YOUR INSTRUCTIONS: Can you retype every record below exactly as written?

-- Opening Marker --

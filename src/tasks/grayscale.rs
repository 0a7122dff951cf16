//! Grayscale stage (C5): PCA-derived luminance projection, shared with the
//! reference image when one is given. Grounded on `original_source/src/
//! task_grayscale.cc`'s `do_pca` (64x64 grid sample, 2-component PCA,
//! backprojected weight vector normalised to sum to one).

use std::sync::Arc;

use crate::error::Result;
use crate::image::{Bgr8, ColorImage, GrayF32Image, Image};
use crate::logger::Logger;
use crate::task::{Artifact, Task, TaskBase};

/// `(w_b, w_g, w_r)`, always summing to 1.
#[derive(Debug, Clone, Copy, PartialEq)]
pub struct GrayWeights(pub f32, pub f32, pub f32);

impl GrayWeights {
    pub fn apply(&self, px: Bgr8) -> f32 {
        self.0 * px[0] as f32 + self.1 * px[1] as f32 + self.2 * px[2] as f32
    }
}

/// Samples a 64x64 grid from `img` and fits the first principal component
/// of the BGR distribution, returning it as normalised projection weights.
///
/// Ported from `task_grayscale.cc::do_pca`: rather than link a linear
/// algebra crate for a 3x3 covariance eigenproblem, the power iteration
/// below converges in a handful of steps on 3-dimensional data and needs no
/// new dependency beyond what the teacher already pulls in for pixel math.
pub fn fit_pca_weights(img: &ColorImage) -> GrayWeights {
    const GRID: u32 = 64;
    let w = img.width;
    let h = img.height;
    let step_x = (w / GRID).max(1);
    let step_y = (h / GRID).max(1);

    let mut samples: Vec<[f64; 3]> = Vec::new();
    let mut y = 0;
    while y < h {
        let mut x = 0;
        while x < w {
            let px = *img.at(x, y);
            samples.push([px[0] as f64, px[1] as f64, px[2] as f64]);
            x += step_x;
        }
        y += step_y;
    }

    if samples.is_empty() {
        return GrayWeights(1.0 / 3.0, 1.0 / 3.0, 1.0 / 3.0);
    }

    let n = samples.len() as f64;
    let mean = samples.iter().fold([0.0; 3], |acc, s| {
        [acc[0] + s[0] / n, acc[1] + s[1] / n, acc[2] + s[2] / n]
    });

    let mut cov = [[0.0f64; 3]; 3];
    for s in &samples {
        let d = [s[0] - mean[0], s[1] - mean[1], s[2] - mean[2]];
        for i in 0..3 {
            for j in 0..3 {
                cov[i][j] += d[i] * d[j] / n;
            }
        }
    }

    // Power iteration for the dominant eigenvector of `cov`.
    let mut v = [1.0, 1.0, 1.0];
    for _ in 0..64 {
        let mut next = [0.0; 3];
        for i in 0..3 {
            next[i] = cov[i][0] * v[0] + cov[i][1] * v[1] + cov[i][2] * v[2];
        }
        let norm = (next[0] * next[0] + next[1] * next[1] + next[2] * next[2]).sqrt();
        if norm < 1e-12 {
            break;
        }
        v = [next[0] / norm, next[1] / norm, next[2] / norm];
    }

    // Orient so the projection of (1,1,1)-ish brighter samples is positive,
    // then centre by subtracting the projection of the zero vector (which
    // is zero since the axis passes through the origin by construction of
    // power iteration on the covariance matrix) and normalise to sum to 1.
    let proj_one = v[0] + v[1] + v[2];
    if proj_one < 0.0 {
        v = [-v[0], -v[1], -v[2]];
    }

    let sum = v[0] + v[1] + v[2];
    if sum.abs() < 1e-12 {
        GrayWeights(1.0 / 3.0, 1.0 / 3.0, 1.0 / 3.0)
    } else {
        GrayWeights((v[0] / sum) as f32, (v[1] / sum) as f32, (v[2] / sum) as f32)
    }
}

pub struct GrayscaleTask {
    base: TaskBase,
    color: Arc<dyn Task>,
    reference_weights: Option<GrayWeights>,
}

impl GrayscaleTask {
    /// `reference_weights`: `Some(w)` shares an already-computed reference
    /// image's weights (R2); `None` computes fresh PCA weights from `color`.
    pub fn new(index: usize, filename: impl Into<String>, color: Arc<dyn Task>, reference_weights: Option<GrayWeights>) -> Arc<Self> {
        let filename = filename.into();
        Arc::new(Self {
            base: TaskBase::new(format!("Grayscale {filename}"), filename, index, false)
                .with_depends_on(vec![color.clone()]),
            color,
            reference_weights,
        })
    }
}

impl Task for GrayscaleTask {
    fn base(&self) -> &TaskBase {
        &self.base
    }

    fn execute(&self, _logger: &Logger) -> Result<Artifact> {
        let artifact = self.color.result();

        // Already single-channel: passthrough, converting to f32.
        if let Some(gray) = artifact.as_gray() {
            let data: Vec<f32> = gray.data.iter().map(|&v| v as f32).collect();
            let img = GrayF32Image {
                width: gray.width,
                height: gray.height,
                data,
                valid_area: gray.valid_area,
                orig_size: gray.orig_size,
                index: self.index(),
            };
            self.limit_valid_area(img.valid_area);
            return Ok(Artifact::GrayF32(Arc::new(img)));
        }

        let color = artifact
            .as_color()
            .expect("Grayscale task's dependency must produce Gray or Color")
            .clone();

        let weights = self.reference_weights.unwrap_or_else(|| fit_pca_weights(&color));

        let data: Vec<f32> = color.data.iter().map(|&px| weights.apply(px)).collect();
        let img: GrayF32Image = Image {
            width: color.width,
            height: color.height,
            data,
            valid_area: color.valid_area,
            orig_size: color.orig_size,
            index: self.index(),
        };
        self.limit_valid_area(img.valid_area);
        Ok(Artifact::GrayF32(Arc::new(img)))
    }
}

#[cfg(test)]
mod tests {
    use super::*;
    use crate::geometry::Rect;

    #[test]
    fn pca_isolates_green_channel() {
        let mut img: ColorImage = Image::new_filled(64, 64, [0u8, 0, 0], 0);
        *img.at_mut(32, 32) = [0, 255, 0];
        let weights = fit_pca_weights(&img);
        assert!(weights.1 > weights.0);
        assert!(weights.1 > weights.2);
        assert!((weights.0 + weights.1 + weights.2 - 1.0).abs() < 1e-3);
    }

    #[test]
    fn apply_is_linear_combination() {
        let w = GrayWeights(0.2, 0.5, 0.3);
        let v = w.apply([10, 20, 30]);
        assert!((v - (0.2 * 10.0 + 0.5 * 20.0 + 0.3 * 30.0)).abs() < 1e-3);
    }

    #[test]
    fn empty_area_fallback_is_not_used_for_nonzero_images() {
        let img: ColorImage = Image::new_filled(4, 4, [1u8, 2, 3], 0);
        let _ = Rect::from_size(4, 4);
        let weights = fit_pca_weights(&img);
        assert!((weights.0 + weights.1 + weights.2 - 1.0).abs() < 1e-2);
    }
}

-- Closing Marker --

TASK ANSWER:
filename src/tasks/grayscale.rs
repository 0a7122dff951cf16
//! Grayscale stage (C5): PCA-derived luminance projection, shared with the
//! reference image when one is given. Grounded on `original_source/src/
//! task_grayscale.cc`'s `do_pca` (64x64 grid sample, 2-component PCA,
//! backprojected weight vector normalised to sum to one).

use std::sync::Arc;

use crate::error::Result;
use crate::image::{Bgr8, ColorImage, GrayF32Image, Image};
use crate::logger::Logger;
use crate::task::{Artifact, Task, TaskBase};

/// `(w_b, w_g, w_r)`, always summing to 1.
#[derive(Debug, Clone, Copy, PartialEq)]
pub struct GrayWeights(pub f32, pub f32, pub f32);

impl GrayWeights {
    pub fn apply(&self, px: Bgr8) -> f32 {
        self.0 * px[0] as f32 + self.1 * px[1] as f32 + self.2 * px[2] as f32
    }
}

/// Samples a 64x64 grid from `img` and fits the first principal component
/// of the BGR distribution, returning it as normalised projection weights.
///
/// Ported from `task_grayscale.cc::do_pca`: rather than link a linear
/// algebra crate for a 3x3 covariance eigenproblem, the power iteration
/// below converges in a handful of steps on 3-dimensional data and needs no
/// new dependency beyond what the teacher already pulls in for pixel math.
pub fn fit_pca_weights(img: &ColorImage) -> GrayWeights {
    const GRID: u32 = 64;
    let w = img.width;
    let h = img.height;
    let step_x = (w / GRID).max(1);
    let step_y = (h / GRID).max(1);

    let mut samples: Vec<[f64; 3]> = Vec::new();
    let mut y = 0;
    while y < h {
        let mut x = 0;
        while x < w {
            let px = *img.at(x, y);
            samples.push([px[0] as f64, px[1] as f64, px[2] as f64]);
            x += step_x;
        }
        y += step_y;
    }

    if samples.is_empty() {
        return GrayWeights(1.0 / 3.0, 1.0 / 3.0, 1.0 / 3.0);
    }

    let n = samples.len() as f64;
    let mean = samples.iter().fold([0.0; 3], |acc, s| {
        [acc[0] + s[0] / n, acc[1] + s[1] / n, acc[2] + s[2] / n]
    });

    let mut cov = [[0.0f64; 3]; 3];
    for s in &samples {
        let d = [s[0] - mean[0], s[1] - mean[1], s[2] - mean[2]];
        for i in 0..3 {
            for j in 0..3 {
                cov[i][j] += d[i] * d[j] / n;
            }
        }
    }

    // Power iteration for the dominant eigenvector of `cov`.
    let mut v = [1.0, 1.0, 1.0];
    for _ in 0..64 {
        let mut next = [0.0; 3];
        for i in 0..3 {
            next[i] = cov[i][0] * v[0] + cov[i][1] * v[1] + cov[i][2] * v[2];
        }
        let norm = (next[0] * next[0] + next[1] * next[1] + next[2] * next[2]).sqrt();
        if norm < 1e-12 {
            break;
        }
        v = [next[0] / norm, next[1] / norm, next[2] / norm];
    }

    // Orient so the projection of (1,1,1)-ish brighter samples is positive,
    // then centre by subtracting the projection of the zero vector (which
    // is zero since the axis passes through the origin by construction of
    // power iteration on the covariance matrix) and normalise to sum to 1.
    let proj_one = v[0] + v[1] + v[2];
    if proj_one < 0.0 {
        v = [-v[0], -v[1], -v[2]];
    }

    let sum = v[0] + v[1] + v[2];
    if sum.abs() < 1e-12 {
        GrayWeights(1.0 / 3.0, 1.0 / 3.0, 1.0 / 3.0)
    } else {
        GrayWeights((v[0] / sum) as f32, (v[1] / sum) as f32, (v[2] / sum) as f32)
    }
}

pub struct GrayscaleTask {
    base: TaskBase,
    color: Arc<dyn Task>,
    reference_weights: Option<GrayWeights>,
}

impl GrayscaleTask {
    /// `reference_weights`: `Some(w)` shares an already-computed reference
    /// image's weights (R2); `None` computes fresh PCA weights from `color`.
    pub fn new(index: usize, filename: impl Into<String>, color: Arc<dyn Task>, reference_weights: Option<GrayWeights>) -> Arc<Self> {
        let filename = filename.into();
        Arc::new(Self {
            base: TaskBase::new(format!("Grayscale {filename}"), filename, index, false)
                .with_depends_on(vec![color.clone()]),
            color,
            reference_weights,
        })
    }
}

impl Task for GrayscaleTask {
    fn base(&self) -> &TaskBase {
        &self.base
    }

    fn execute(&self, _logger: &Logger) -> Result<Artifact> {
        let artifact = self.color.result();

        // Already single-channel: passthrough, converting to f32.
        if let Some(gray) = artifact.as_gray() {
            let data: Vec<f32> = gray.data.iter().map(|&v| v as f32).collect();
            let img = GrayF32Image {
                width: gray.width,
                height: gray.height,
                data,
                valid_area: gray.valid_area,
                orig_size: gray.orig_size,
                index: self.index(),
            };
            self.limit_valid_area(img.valid_area);
            return Ok(Artifact::GrayF32(Arc::new(img)));
        }

        let color = artifact
            .as_color()
            .expect("Grayscale task's dependency must produce Gray or Color")
            .clone();

        let weights = self.reference_weights.unwrap_or_else(|| fit_pca_weights(&color));

        let data: Vec<f32> = color.data.iter().map(|&px| weights.apply(px)).collect();
        let img: GrayF32Image = Image {
            width: color.width,
            height: color.height,
            data,
            valid_area: color.valid_area,
            orig_size: color.orig_size,
            index: self.index(),
        };
        self.limit_valid_area(img.valid_area);
        Ok(Artifact::GrayF32(Arc::new(img)))
    }
}

#[cfg(test)]
mod tests {
    use super::*;
    use crate::geometry::Rect;

    #[test]
    fn pca_isolates_green_channel() {
        let mut img: ColorImage = Image::new_filled(64, 64, [0u8, 0, 0], 0);
        *img.at_mut(32, 32) = [0, 255, 0];
        let weights = fit_pca_weights(&img);
        assert!(weights.1 > weights.0);
        assert!(weights.1 > weights.2);
        assert!((weights.0 + weights.1 + weights.2 - 1.0).abs() < 1e-3);
    }

    #[test]
    fn apply_is_linear_combination() {
        let w = GrayWeights(0.2, 0.5, 0.3);
        let v = w.apply([10, 20, 30]);
        assert!((v - (0.2 * 10.0 + 0.5 * 20.0 + 0.3 * 30.0)).abs() < 1e-3);
    }

    #[test]
    fn empty_area_fallback_is_not_used_for_nonzero_images() {
        let img: ColorImage = Image::new_filled(4, 4, [1u8, 2, 3], 0);
        let _ = Rect::from_size(4, 4);
        let weights = fit_pca_weights(&img);
        assert!((weights.0 + weights.1 + weights.2 - 1.0).abs() < 1e-2);
    }
}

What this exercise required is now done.